**What the task asks**
In full and word for word, restate the lines of the listing.

**Records for the exercise**

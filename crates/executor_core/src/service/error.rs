//! Executor error kinds and their numeric codes.
//!
//! # Invariants
//! - Every rejected operation maps to exactly one distinguishable kind.
//! - Codes are stable; callers may match on them.

use crate::host::InvocationError;
use crate::model::principal::Principal;
use crate::repo::RepoError;
use std::error::Error;
use std::fmt::{Display, Formatter};

pub const ERR_UNAUTHORIZED: u64 = 1000;
pub const ERR_ALREADY_EXECUTED: u64 = 1001;
pub const ERR_INVALID_EXTENSION: u64 = 1002;
pub const ERR_BATCH_TOO_LARGE: u64 = 1003;
pub const ERR_MEMO_TOO_LONG: u64 = 1004;
pub const ERR_UNKNOWN_TARGET: u64 = 1005;
pub const ERR_MISSING_ENTRY_POINT: u64 = 1006;
pub const ERR_STORAGE: u64 = 1007;

pub type ExecutorResult<T> = Result<T, ExecutorError>;

/// Errors returned by executor operations.
#[derive(Debug)]
pub enum ExecutorError {
    /// Caller is neither the executive nor an enabled extension.
    Unauthorized(Principal),
    /// Proposal identity already has a ledger record.
    AlreadyExecuted(Principal),
    /// Callback requested by or for a principal that is not an enabled
    /// extension calling on its own behalf.
    InvalidExtension(Principal),
    BatchTooLarge { len: usize, max: usize },
    MemoTooLong { len: usize, max: usize },
    /// Proposal body failed; its ledger record stays in place.
    ProposalFailed {
        proposal: Principal,
        source: InvocationError,
    },
    /// Extension callback failed.
    CallbackFailed {
        extension: Principal,
        source: InvocationError,
    },
    Repo(RepoError),
}

impl ExecutorError {
    pub fn code(&self) -> u64 {
        match self {
            Self::Unauthorized(_) => ERR_UNAUTHORIZED,
            Self::AlreadyExecuted(_) => ERR_ALREADY_EXECUTED,
            Self::InvalidExtension(_) => ERR_INVALID_EXTENSION,
            Self::BatchTooLarge { .. } => ERR_BATCH_TOO_LARGE,
            Self::MemoTooLong { .. } => ERR_MEMO_TOO_LONG,
            Self::ProposalFailed { source, .. } | Self::CallbackFailed { source, .. } => {
                source.code()
            }
            Self::Repo(_) => ERR_STORAGE,
        }
    }
}

impl Display for ExecutorError {
    fn fmt(&self, f: &mut Formatter<'_>) -> std::fmt::Result {
        match self {
            Self::Unauthorized(caller) => write!(f, "unauthorized caller: {caller}"),
            Self::AlreadyExecuted(proposal) => write!(f, "proposal already executed: {proposal}"),
            Self::InvalidExtension(extension) => write!(f, "invalid extension: {extension}"),
            Self::BatchTooLarge { len, max } => {
                write!(f, "extension batch has {len} entries; at most {max} allowed")
            }
            Self::MemoTooLong { len, max } => {
                write!(f, "callback memo has {len} bytes; at most {max} allowed")
            }
            Self::ProposalFailed { proposal, source } => {
                write!(f, "proposal {proposal} failed: {source}")
            }
            Self::CallbackFailed { extension, source } => {
                write!(f, "extension callback {extension} failed: {source}")
            }
            Self::Repo(err) => write!(f, "{err}"),
        }
    }
}

impl Error for ExecutorError {
    fn source(&self) -> Option<&(dyn Error + 'static)> {
        match self {
            Self::ProposalFailed { source, .. } | Self::CallbackFailed { source, .. } => {
                Some(source)
            }
            Self::Repo(err) => Some(err),
            _ => None,
        }
    }
}

impl From<RepoError> for ExecutorError {
    fn from(value: RepoError) -> Self {
        match value {
            RepoError::AlreadyExecuted(proposal) => Self::AlreadyExecuted(proposal),
            other => Self::Repo(other),
        }
    }
}

#[cfg(test)]
mod tests {
    use super::{ExecutorError, ERR_ALREADY_EXECUTED, ERR_STORAGE, ERR_UNAUTHORIZED};
    use crate::host::InvocationError;
    use crate::model::principal::Principal;
    use crate::repo::RepoError;

    fn proposal() -> Principal {
        Principal::contract("ST1DEPLOYER", "edp001").unwrap()
    }

    #[test]
    fn repo_already_executed_maps_to_executor_kind() {
        let err = ExecutorError::from(RepoError::AlreadyExecuted(proposal()));
        assert!(matches!(err, ExecutorError::AlreadyExecuted(ref p) if *p == proposal()));
        assert_eq!(err.code(), ERR_ALREADY_EXECUTED);
    }

    #[test]
    fn other_repo_errors_are_storage_errors() {
        let err = ExecutorError::from(RepoError::InvalidData("bad row".to_string()));
        assert_eq!(err.code(), ERR_STORAGE);
    }

    #[test]
    fn proposal_failure_surfaces_target_code() {
        let err = ExecutorError::ProposalFailed {
            proposal: proposal(),
            source: InvocationError::Failed { code: 42 },
        };
        assert_eq!(err.code(), 42);

        let nested = ExecutorError::ProposalFailed {
            proposal: proposal(),
            source: InvocationError::from(ExecutorError::Unauthorized(proposal())),
        };
        assert_eq!(nested.code(), ERR_UNAUTHORIZED);
    }
}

**Solved exercise**
filename crates/executor_core/src/service/error.rs
//! Executor error kinds and their numeric codes.
//!
//! # Invariants
//! - Every rejected operation maps to exactly one distinguishable kind.
//! - Codes are stable; callers may match on them.

use crate::host::InvocationError;
use crate::model::principal::Principal;
use crate::repo::RepoError;
use std::error::Error;
use std::fmt::{Display, Formatter};

pub const ERR_UNAUTHORIZED: u64 = 1000;
pub const ERR_ALREADY_EXECUTED: u64 = 1001;
pub const ERR_INVALID_EXTENSION: u64 = 1002;
pub const ERR_BATCH_TOO_LARGE: u64 = 1003;
pub const ERR_MEMO_TOO_LONG: u64 = 1004;
pub const ERR_UNKNOWN_TARGET: u64 = 1005;
pub const ERR_MISSING_ENTRY_POINT: u64 = 1006;
pub const ERR_STORAGE: u64 = 1007;

pub type ExecutorResult<T> = Result<T, ExecutorError>;

/// Errors returned by executor operations.
#[derive(Debug)]
pub enum ExecutorError {
    /// Caller is neither the executive nor an enabled extension.
    Unauthorized(Principal),
    /// Proposal identity already has a ledger record.
    AlreadyExecuted(Principal),
    /// Callback requested by or for a principal that is not an enabled
    /// extension calling on its own behalf.
    InvalidExtension(Principal),
    BatchTooLarge { len: usize, max: usize },
    MemoTooLong { len: usize, max: usize },
    /// Proposal body failed; its ledger record stays in place.
    ProposalFailed {
        proposal: Principal,
        source: InvocationError,
    },
    /// Extension callback failed.
    CallbackFailed {
        extension: Principal,
        source: InvocationError,
    },
    Repo(RepoError),
}

impl ExecutorError {
    pub fn code(&self) -> u64 {
        match self {
            Self::Unauthorized(_) => ERR_UNAUTHORIZED,
            Self::AlreadyExecuted(_) => ERR_ALREADY_EXECUTED,
            Self::InvalidExtension(_) => ERR_INVALID_EXTENSION,
            Self::BatchTooLarge { .. } => ERR_BATCH_TOO_LARGE,
            Self::MemoTooLong { .. } => ERR_MEMO_TOO_LONG,
            Self::ProposalFailed { source, .. } | Self::CallbackFailed { source, .. } => {
                source.code()
            }
            Self::Repo(_) => ERR_STORAGE,
        }
    }
}

impl Display for ExecutorError {
    fn fmt(&self, f: &mut Formatter<'_>) -> std::fmt::Result {
        match self {
            Self::Unauthorized(caller) => write!(f, "unauthorized caller: {caller}"),
            Self::AlreadyExecuted(proposal) => write!(f, "proposal already executed: {proposal}"),
            Self::InvalidExtension(extension) => write!(f, "invalid extension: {extension}"),
            Self::BatchTooLarge { len, max } => {
                write!(f, "extension batch has {len} entries; at most {max} allowed")
            }
            Self::MemoTooLong { len, max } => {
                write!(f, "callback memo has {len} bytes; at most {max} allowed")
            }
            Self::ProposalFailed { proposal, source } => {
                write!(f, "proposal {proposal} failed: {source}")
            }
            Self::CallbackFailed { extension, source } => {
                write!(f, "extension callback {extension} failed: {source}")
            }
            Self::Repo(err) => write!(f, "{err}"),
        }
    }
}

impl Error for ExecutorError {
    fn source(&self) -> Option<&(dyn Error + 'static)> {
        match self {
            Self::ProposalFailed { source, .. } | Self::CallbackFailed { source, .. } => {
                Some(source)
            }
            Self::Repo(err) => Some(err),
            _ => None,
        }
    }
}

impl From<RepoError> for ExecutorError {
    fn from(value: RepoError) -> Self {
        match value {
            RepoError::AlreadyExecuted(proposal) => Self::AlreadyExecuted(proposal),
            other => Self::Repo(other),
        }
    }
}

#[cfg(test)]
mod tests {
    use super::{ExecutorError, ERR_ALREADY_EXECUTED, ERR_STORAGE, ERR_UNAUTHORIZED};
    use crate::host::InvocationError;
    use crate::model::principal::Principal;
    use crate::repo::RepoError;

    fn proposal() -> Principal {
        Principal::contract("ST1DEPLOYER", "edp001").unwrap()
    }

    #[test]
    fn repo_already_executed_maps_to_executor_kind() {
        let err = ExecutorError::from(RepoError::AlreadyExecuted(proposal()));
        assert!(matches!(err, ExecutorError::AlreadyExecuted(ref p) if *p == proposal()));
        assert_eq!(err.code(), ERR_ALREADY_EXECUTED);
    }

    #[test]
    fn other_repo_errors_are_storage_errors() {
        let err = ExecutorError::from(RepoError::InvalidData("bad row".to_string()));
        assert_eq!(err.code(), ERR_STORAGE);
    }

    #[test]
    fn proposal_failure_surfaces_target_code() {
        let err = ExecutorError::ProposalFailed {
            proposal: proposal(),
            source: InvocationError::Failed { code: 42 },
        };
        assert_eq!(err.code(), 42);

        let nested = ExecutorError::ProposalFailed {
            proposal: proposal(),
            source: InvocationError::from(ExecutorError::Unauthorized(proposal())),
        };
        assert_eq!(nested.code(), ERR_UNAUTHORIZED);
    }
}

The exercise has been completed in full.